## The problem
Scan the entries below, and for each line that includes the word "ProgressRules", make a copy.

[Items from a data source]
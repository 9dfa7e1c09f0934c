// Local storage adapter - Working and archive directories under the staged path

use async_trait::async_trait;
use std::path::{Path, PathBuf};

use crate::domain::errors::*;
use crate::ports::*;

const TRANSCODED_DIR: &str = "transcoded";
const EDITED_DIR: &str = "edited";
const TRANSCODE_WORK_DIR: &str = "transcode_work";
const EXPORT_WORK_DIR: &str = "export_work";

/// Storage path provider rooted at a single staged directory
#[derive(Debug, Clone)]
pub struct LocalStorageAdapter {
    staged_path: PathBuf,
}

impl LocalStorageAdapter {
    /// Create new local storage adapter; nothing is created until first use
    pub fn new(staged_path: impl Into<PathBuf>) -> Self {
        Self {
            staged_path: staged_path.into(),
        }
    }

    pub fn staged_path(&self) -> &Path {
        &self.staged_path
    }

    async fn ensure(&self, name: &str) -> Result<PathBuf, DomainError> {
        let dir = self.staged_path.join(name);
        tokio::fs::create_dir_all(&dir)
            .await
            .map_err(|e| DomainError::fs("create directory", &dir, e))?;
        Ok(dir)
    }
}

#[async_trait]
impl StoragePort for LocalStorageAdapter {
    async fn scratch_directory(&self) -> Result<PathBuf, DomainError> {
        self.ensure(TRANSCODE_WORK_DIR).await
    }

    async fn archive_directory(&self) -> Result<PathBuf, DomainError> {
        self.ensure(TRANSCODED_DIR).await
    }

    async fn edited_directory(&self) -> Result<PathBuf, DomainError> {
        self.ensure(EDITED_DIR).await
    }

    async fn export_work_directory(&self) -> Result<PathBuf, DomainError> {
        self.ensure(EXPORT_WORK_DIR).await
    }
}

...

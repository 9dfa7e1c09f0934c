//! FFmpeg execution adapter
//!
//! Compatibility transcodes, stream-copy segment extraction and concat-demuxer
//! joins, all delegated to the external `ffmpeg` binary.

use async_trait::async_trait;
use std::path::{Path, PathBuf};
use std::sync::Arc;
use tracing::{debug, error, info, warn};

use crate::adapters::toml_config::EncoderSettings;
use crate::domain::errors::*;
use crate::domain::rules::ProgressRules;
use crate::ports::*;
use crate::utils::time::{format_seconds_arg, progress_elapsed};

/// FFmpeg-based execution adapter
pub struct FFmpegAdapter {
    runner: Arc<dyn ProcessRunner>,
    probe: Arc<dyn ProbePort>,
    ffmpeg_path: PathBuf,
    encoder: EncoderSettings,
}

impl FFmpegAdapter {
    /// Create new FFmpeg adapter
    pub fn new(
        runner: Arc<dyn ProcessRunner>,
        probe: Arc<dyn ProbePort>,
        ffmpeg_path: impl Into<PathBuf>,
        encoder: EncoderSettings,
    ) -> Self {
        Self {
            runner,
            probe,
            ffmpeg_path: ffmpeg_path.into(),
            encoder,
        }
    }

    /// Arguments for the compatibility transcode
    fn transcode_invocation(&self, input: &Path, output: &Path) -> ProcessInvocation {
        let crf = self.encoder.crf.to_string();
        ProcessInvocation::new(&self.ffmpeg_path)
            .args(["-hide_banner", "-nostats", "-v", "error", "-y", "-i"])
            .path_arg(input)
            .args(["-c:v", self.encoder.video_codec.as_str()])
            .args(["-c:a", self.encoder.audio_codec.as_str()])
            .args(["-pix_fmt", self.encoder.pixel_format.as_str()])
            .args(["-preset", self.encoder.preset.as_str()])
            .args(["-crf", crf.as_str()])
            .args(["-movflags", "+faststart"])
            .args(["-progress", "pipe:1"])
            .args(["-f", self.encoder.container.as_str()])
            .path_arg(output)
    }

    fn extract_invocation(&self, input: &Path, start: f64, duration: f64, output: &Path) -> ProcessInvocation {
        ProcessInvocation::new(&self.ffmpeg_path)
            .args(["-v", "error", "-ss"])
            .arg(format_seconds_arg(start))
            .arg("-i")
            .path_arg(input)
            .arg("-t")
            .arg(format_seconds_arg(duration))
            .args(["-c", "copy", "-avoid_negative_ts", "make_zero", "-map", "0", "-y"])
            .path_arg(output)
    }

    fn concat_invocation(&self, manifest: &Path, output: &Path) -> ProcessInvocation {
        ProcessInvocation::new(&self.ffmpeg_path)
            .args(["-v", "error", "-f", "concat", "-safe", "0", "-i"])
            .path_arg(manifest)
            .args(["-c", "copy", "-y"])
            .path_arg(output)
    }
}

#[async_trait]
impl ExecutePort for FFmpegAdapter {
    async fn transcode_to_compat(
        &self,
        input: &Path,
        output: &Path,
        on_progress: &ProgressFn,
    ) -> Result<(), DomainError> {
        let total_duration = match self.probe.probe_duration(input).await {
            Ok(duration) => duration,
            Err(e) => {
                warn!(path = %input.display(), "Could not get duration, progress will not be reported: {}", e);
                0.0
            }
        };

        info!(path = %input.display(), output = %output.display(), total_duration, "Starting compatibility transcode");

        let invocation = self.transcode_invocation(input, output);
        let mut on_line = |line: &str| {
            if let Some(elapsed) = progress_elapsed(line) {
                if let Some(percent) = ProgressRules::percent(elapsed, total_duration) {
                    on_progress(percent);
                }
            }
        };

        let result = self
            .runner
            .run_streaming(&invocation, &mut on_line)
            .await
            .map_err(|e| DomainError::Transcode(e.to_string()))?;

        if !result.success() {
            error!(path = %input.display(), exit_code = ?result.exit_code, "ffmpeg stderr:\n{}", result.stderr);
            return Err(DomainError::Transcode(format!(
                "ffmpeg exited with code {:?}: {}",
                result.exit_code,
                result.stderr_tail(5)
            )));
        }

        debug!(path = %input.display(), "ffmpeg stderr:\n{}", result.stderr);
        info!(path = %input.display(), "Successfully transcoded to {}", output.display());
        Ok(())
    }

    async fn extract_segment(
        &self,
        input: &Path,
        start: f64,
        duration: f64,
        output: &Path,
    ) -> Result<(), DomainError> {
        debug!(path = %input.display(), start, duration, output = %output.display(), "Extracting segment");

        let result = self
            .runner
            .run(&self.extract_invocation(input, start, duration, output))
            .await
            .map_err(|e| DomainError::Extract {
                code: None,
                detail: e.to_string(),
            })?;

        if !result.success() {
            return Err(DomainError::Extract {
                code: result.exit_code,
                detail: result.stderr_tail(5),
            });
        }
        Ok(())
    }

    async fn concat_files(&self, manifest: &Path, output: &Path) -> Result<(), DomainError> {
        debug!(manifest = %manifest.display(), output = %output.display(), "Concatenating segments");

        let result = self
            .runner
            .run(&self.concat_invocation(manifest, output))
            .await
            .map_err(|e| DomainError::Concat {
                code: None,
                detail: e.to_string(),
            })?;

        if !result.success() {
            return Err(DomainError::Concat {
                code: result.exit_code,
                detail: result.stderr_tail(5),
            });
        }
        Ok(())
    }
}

## Written response
use crate::domain::rules::ProgressRules;
                if let Some(percent) = ProgressRules::percent(elapsed, total_duration) {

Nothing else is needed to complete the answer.